Paul Agapow, Researcher in Translational Biology, Data Science Institute, Imperial College London

Beginning his career as a biochemist, Dr Paul Agapow has worked in Australia, South Africa and the UK on the application of informatic approaches to tough problems in biomedicine. Lately, he is based at Imperial College London, focusing on the possibilities for big data in biomedicine, using computationally intensive approaches including deep learning and graph databases.

Paul will be speaking at Festival of Genomics London on day one on Stage 4. He will be the chairperson for the talk entitled ‘Integrating Rich Biomedical Data Sets in the Era of Machine Learning & Advanced Analytics’.

This is what a typical day looks like for him in his own words. 

Medical science is young. Germ theory and the very idea of infection hales from the mid- to late 19th century. Blood groups and antibiotics were discovered in the early 20th century, the working of the immune system started to be unpicked in the 1940s and 1950s.

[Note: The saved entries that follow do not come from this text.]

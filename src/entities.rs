/// All game entity types — pure data, no game rules.

use crate::consts::{BULLET_SIZE, ENEMY_SIZE, PLAYER_SIZE, PLAYER_SPAWN_X, PLAYER_SPAWN_Y};

#[derive(Clone, Copy, Debug, PartialEq)]
pub enum Phase {
    NotStarted,
    Running,
    GameOver,
}

/// Top-left corner of an entity in game space.
#[derive(Clone, Copy, Debug, PartialEq)]
pub struct Position {
    pub x: f64,
    pub y: f64,
}

impl Position {
    pub fn new(x: f64, y: f64) -> Self {
        Position { x, y }
    }
}

/// Axis-aligned box, `min` inclusive and `max` exclusive.
#[derive(Clone, Copy, Debug, PartialEq)]
pub struct Aabb {
    pub min: Position,
    pub max: Position,
}

impl Aabb {
    pub fn square(at: Position, size: f64) -> Self {
        Aabb {
            min: at,
            max: Position::new(at.x + size, at.y + size),
        }
    }

    /// Strict overlap: boxes that only touch along an edge do not intersect.
    pub fn intersects(&self, other: &Aabb) -> bool {
        self.min.x < other.max.x
            && self.max.x > other.min.x
            && self.min.y < other.max.y
            && self.max.y > other.min.y
    }
}

// ── Player, enemy & bullet ───────────────────────────────────────────────────

#[derive(Clone, Copy, Debug, PartialEq)]
pub struct Player {
    pub pos: Position,
}

impl Player {
    pub const SIZE: f64 = PLAYER_SIZE;

    pub fn spawn() -> Self {
        Player {
            pos: Position::new(PLAYER_SPAWN_X, PLAYER_SPAWN_Y),
        }
    }

    pub fn bounds(&self) -> Aabb {
        Aabb::square(self.pos, Self::SIZE)
    }
}

#[derive(Clone, Copy, Debug, PartialEq)]
pub struct Enemy {
    pub pos: Position,
}

impl Enemy {
    pub const SIZE: f64 = ENEMY_SIZE;

    pub fn at(x: f64, y: f64) -> Self {
        Enemy { pos: Position::new(x, y) }
    }

    pub fn bounds(&self) -> Aabb {
        Aabb::square(self.pos, Self::SIZE)
    }

    /// y coordinate of the bottom edge.
    pub fn bottom(&self) -> f64 {
        self.pos.y + Self::SIZE
    }
}

#[derive(Clone, Copy, Debug, PartialEq)]
pub struct Bullet {
    pub pos: Position,
}

impl Bullet {
    pub const SIZE: f64 = BULLET_SIZE;

    pub fn at(x: f64, y: f64) -> Self {
        Bullet { pos: Position::new(x, y) }
    }

    pub fn bounds(&self) -> Aabb {
        Aabb::square(self.pos, Self::SIZE)
    }
}

// ── Master game state ─────────────────────────────────────────────────────────

/// The entire game state.  Cloneable so pure update functions can
/// return a new copy without mutating the original.
#[derive(Clone, Debug, PartialEq)]
pub struct GameState {
    pub phase: Phase,
    pub score: u32,
    pub player: Player,
    pub enemies: Vec<Enemy>,
    pub bullets: Vec<Bullet>,
    /// Ticks simulated since the session started.
    pub frame: u64,
    /// Completed waves; bumps every time the grid is respawned.
    pub wave: u32,
}

impl Default for GameState {
    /// The title-screen state, before any game has been started.
    fn default() -> Self {
        GameState {
            phase: Phase::NotStarted,
            score: 0,
            player: Player::spawn(),
            enemies: Vec::new(),
            bullets: Vec::new(),
            frame: 0,
            wave: 0,
        }
    }
}

impl GameState {
    pub fn is_running(&self) -> bool {
        self.phase == Phase::Running
    }
}
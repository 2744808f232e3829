/// Session driver — owns the single live `GameState` and the fixed-cadence
/// ticker that advances it.
///
/// Time is always passed in by the caller, so the whole driver can be
/// exercised without sleeping.

use std::time::{Duration, Instant};

use crossterm::event::KeyCode;

use crate::compute::{start_game, tick};
use crate::consts::TICK_PERIOD;
use crate::entities::{GameState, Phase};
use crate::input::{apply_command, command_for_key};

// ── Ticker ───────────────────────────────────────────────────────────────────

/// Fixed-period tick source.  Late polls are not compensated: a poll that
/// arrives after several periods still yields a single tick, and the next
/// deadline is measured from that poll.
#[derive(Clone, Debug)]
pub struct Ticker {
    period: Duration,
    next_due: Instant,
}

impl Ticker {
    /// First tick is due one period after `now`.
    pub fn new(period: Duration, now: Instant) -> Self {
        Ticker {
            period,
            next_due: now + period,
        }
    }

    pub fn period(&self) -> Duration {
        self.period
    }

    pub fn next_due(&self) -> Instant {
        self.next_due
    }

    pub fn poll(&mut self, now: Instant) -> bool {
        if now < self.next_due {
            return false;
        }
        self.next_due = now + self.period;
        true
    }

    pub fn time_until_due(&self, now: Instant) -> Duration {
        self.next_due.saturating_duration_since(now)
    }
}

// ── Session ──────────────────────────────────────────────────────────────────

/// One game at a time.  The ticker is armed exactly while the game is
/// running; key events are only routed to the game while it is armed.
#[derive(Debug, Default)]
pub struct Session {
    state: GameState,
    ticker: Option<Ticker>,
}

impl Session {
    pub fn new() -> Self {
        Session::default()
    }

    /// Read-only view for the renderer.
    pub fn state(&self) -> &GameState {
        &self.state
    }

    pub fn is_ticking(&self) -> bool {
        self.ticker.is_some()
    }

    pub fn next_deadline(&self) -> Option<Instant> {
        self.ticker.as_ref().map(Ticker::next_due)
    }

    /// Throw away whatever was there and begin a new game.
    pub fn start(&mut self, now: Instant) {
        self.state = start_game();
        self.ticker = Some(Ticker::new(TICK_PERIOD, now));
    }

    /// Returns `true` if the key was a gameplay key and was applied.
    pub fn handle_key(&mut self, code: KeyCode) -> bool {
        if self.ticker.is_none() {
            return false;
        }
        match command_for_key(code) {
            Some(command) => {
                self.state = apply_command(&self.state, command);
                true
            }
            None => false,
        }
    }

    /// Run one tick if one is due.  Returns `true` if the state advanced.
    pub fn update(&mut self, now: Instant) -> bool {
        let due = match self.ticker.as_mut() {
            Some(ticker) => ticker.poll(now),
            None => false,
        };
        if !due {
            return false;
        }
        self.state = tick(&self.state);
        if self.state.phase != Phase::Running {
            self.ticker = None;
        }
        true
    }

    /// External teardown: stop the timer and detach input.  The state stays
    /// readable but will not change until the next `start`.
    pub fn stop(&mut self) {
        if self.ticker.take().is_some() {
            log::debug!("session stopped at frame {}", self.state.frame);
        }
    }
}
mod display;

use std::io::{stdout, BufWriter, Write};
use std::sync::mpsc;
use std::thread;
use std::time::{Duration, Instant};

use anyhow::{bail, Context};
use crossterm::{
    cursor,
    event::{self, Event, KeyCode, KeyEvent, KeyEventKind, KeyModifiers},
    terminal, ExecutableCommand,
};

use space_invaders::entities::Phase;
use space_invaders::session::Session;

/// How long to wait for input when no tick is scheduled (title / game-over
/// screens).
const IDLE_POLL: Duration = Duration::from_millis(50);

// ── Main loop ─────────────────────────────────────────────────────────────────

/// Single cooperative loop: input and ticks are applied one at a time on this
/// thread, so they never interleave.
fn run<W: Write>(out: &mut W, rx: &mpsc::Receiver<Event>) -> anyhow::Result<()> {
    let mut session = Session::new();
    display::render(out, session.state()).context("failed to draw title screen")?;

    loop {
        // ── Wait for input or the next tick deadline ─────────────────────────
        let timeout = match session.next_deadline() {
            Some(due) => due.saturating_duration_since(Instant::now()),
            None => IDLE_POLL,
        };
        let mut dirty = false;
        match rx.recv_timeout(timeout) {
            Ok(ev) => {
                if handle_event(&mut session, ev) == Flow::Quit {
                    session.stop();
                    return Ok(());
                }
                dirty = true;
                // Drain anything else that queued up meanwhile
                while let Ok(ev) = rx.try_recv() {
                    if handle_event(&mut session, ev) == Flow::Quit {
                        session.stop();
                        return Ok(());
                    }
                }
            }
            Err(mpsc::RecvTimeoutError::Timeout) => {}
            Err(mpsc::RecvTimeoutError::Disconnected) => {
                session.stop();
                bail!("input thread stopped");
            }
        }

        // ── Advance the simulation ───────────────────────────────────────────
        dirty |= session.update(Instant::now());

        if dirty {
            display::render(out, session.state()).context("failed to draw frame")?;
        }
    }
}

#[derive(Debug, PartialEq)]
enum Flow {
    Continue,
    Quit,
}

fn handle_event(session: &mut Session, ev: Event) -> Flow {
    let Event::Key(KeyEvent {
        code,
        kind,
        modifiers,
        ..
    }) = ev
    else {
        return Flow::Continue;
    };
    // Key-repeat counts as a fresh press; releases are ignored.
    if kind == KeyEventKind::Release {
        return Flow::Continue;
    }

    match code {
        KeyCode::Char('q') | KeyCode::Char('Q') | KeyCode::Esc => Flow::Quit,
        KeyCode::Char('c') if modifiers.contains(KeyModifiers::CONTROL) => Flow::Quit,
        KeyCode::Enter if session.state().phase != Phase::Running => {
            session.start(Instant::now());
            Flow::Continue
        }
        _ => {
            session.handle_key(code);
            Flow::Continue
        }
    }
}

// ── Entry point ───────────────────────────────────────────────────────────────

fn main() -> anyhow::Result<()> {
    env_logger::init();

    let (width, height) = terminal::size().context("failed to query terminal size")?;
    if width < display::MIN_COLS || height < display::MIN_ROWS {
        bail!(
            "terminal is {}x{}, need at least {}x{}",
            width,
            height,
            display::MIN_COLS,
            display::MIN_ROWS
        );
    }

    let raw_out = stdout();
    let mut out = BufWriter::new(raw_out);

    terminal::enable_raw_mode().context("failed to enable raw mode")?;
    out.execute(terminal::EnterAlternateScreen)?;
    out.execute(cursor::Hide)?;

    // Dedicate a thread exclusively to blocking event reads, sending them
    // through a channel so the game loop never has to block on I/O.
    let (tx, rx) = mpsc::channel::<Event>();
    thread::spawn(move || loop {
        match event::read() {
            Ok(ev) => {
                if tx.send(ev).is_err() {
                    break; // receiver dropped → program exiting
                }
            }
            Err(err) => {
                log::warn!("input read failed: {}", err);
                break;
            }
        }
    });

    log::info!("space invaders starting");
    let result = run(&mut out, &rx);

    // Always restore the terminal
    let _ = out.execute(cursor::Show);
    let _ = out.execute(terminal::LeaveAlternateScreen);
    let _ = terminal::disable_raw_mode();

    result
}
/// Gameplay tuning values.  Geometry is in game-space pixels.

use std::time::Duration;

// ── Play field ────────────────────────────────────────────────────────────────

pub const FIELD_WIDTH: f64 = 300.0;
pub const FIELD_HEIGHT: f64 = 400.0;

// ── Entity sizes (square bounding boxes) ─────────────────────────────────────

pub const PLAYER_SIZE: f64 = 30.0;
pub const ENEMY_SIZE: f64 = 20.0;
pub const BULLET_SIZE: f64 = 5.0;

// ── Enemy grid ────────────────────────────────────────────────────────────────

pub const ENEMY_ROWS: usize = 4;
pub const ENEMY_COLS: usize = 8;
/// Gap between neighbouring enemies, both axes.
pub const ENEMY_SPACING: f64 = 10.0;
/// Top-left offset of the first enemy in a fresh wave.
pub const ENEMY_ORIGIN: f64 = 20.0;

// ── Speeds (units per tick) ──────────────────────────────────────────────────

pub const PLAYER_STEP: f64 = 10.0;
pub const BULLET_SPEED: f64 = 5.0;
pub const ENEMY_DESCENT: f64 = 0.2;

// ── Scoring & timing ─────────────────────────────────────────────────────────

pub const SCORE_PER_ENEMY: u32 = 10;
pub const TICK_RATE_HZ: u32 = 60;
pub const TICK_PERIOD: Duration = Duration::from_nanos(1_000_000_000 / TICK_RATE_HZ as u64);

// ── Player spawn ─────────────────────────────────────────────────────────────

pub const PLAYER_SPAWN_X: f64 = FIELD_WIDTH / 2.0 - PLAYER_SIZE / 2.0;
/// Player sits 10 px above the bottom edge.
pub const PLAYER_SPAWN_Y: f64 = FIELD_HEIGHT - PLAYER_SIZE - 10.0;
/// Rightmost legal `player.x`.
pub const PLAYER_MAX_X: f64 = FIELD_WIDTH - PLAYER_SIZE;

Genetic sequencing emerged in the 1970s, while the first genomic association studies (linking genetic variation to a visible trait or behaviour) took place only in the early 21st century. Which is to say: medicine is a boon but we still have a lot to learn about disease and how to best diagnose and treat it.

Answering these questions can be difficult and the problems are often ones of big data and statistics. Many traditional treatments and ideas that were “obviously” true have been proven wrong under systematic investigation. The causes of disease can be obscured by the differences between patients – on the genetic level, in their life history, in their environment – or just by sheer random chance. Blatant smoking guns are rare in biomedicine, so we need to assemble evidence by looking at combining many types of evidence across many, many patients, with rigorous use of mathematics and statistics. Biomedical science is now data science. This is where I come in.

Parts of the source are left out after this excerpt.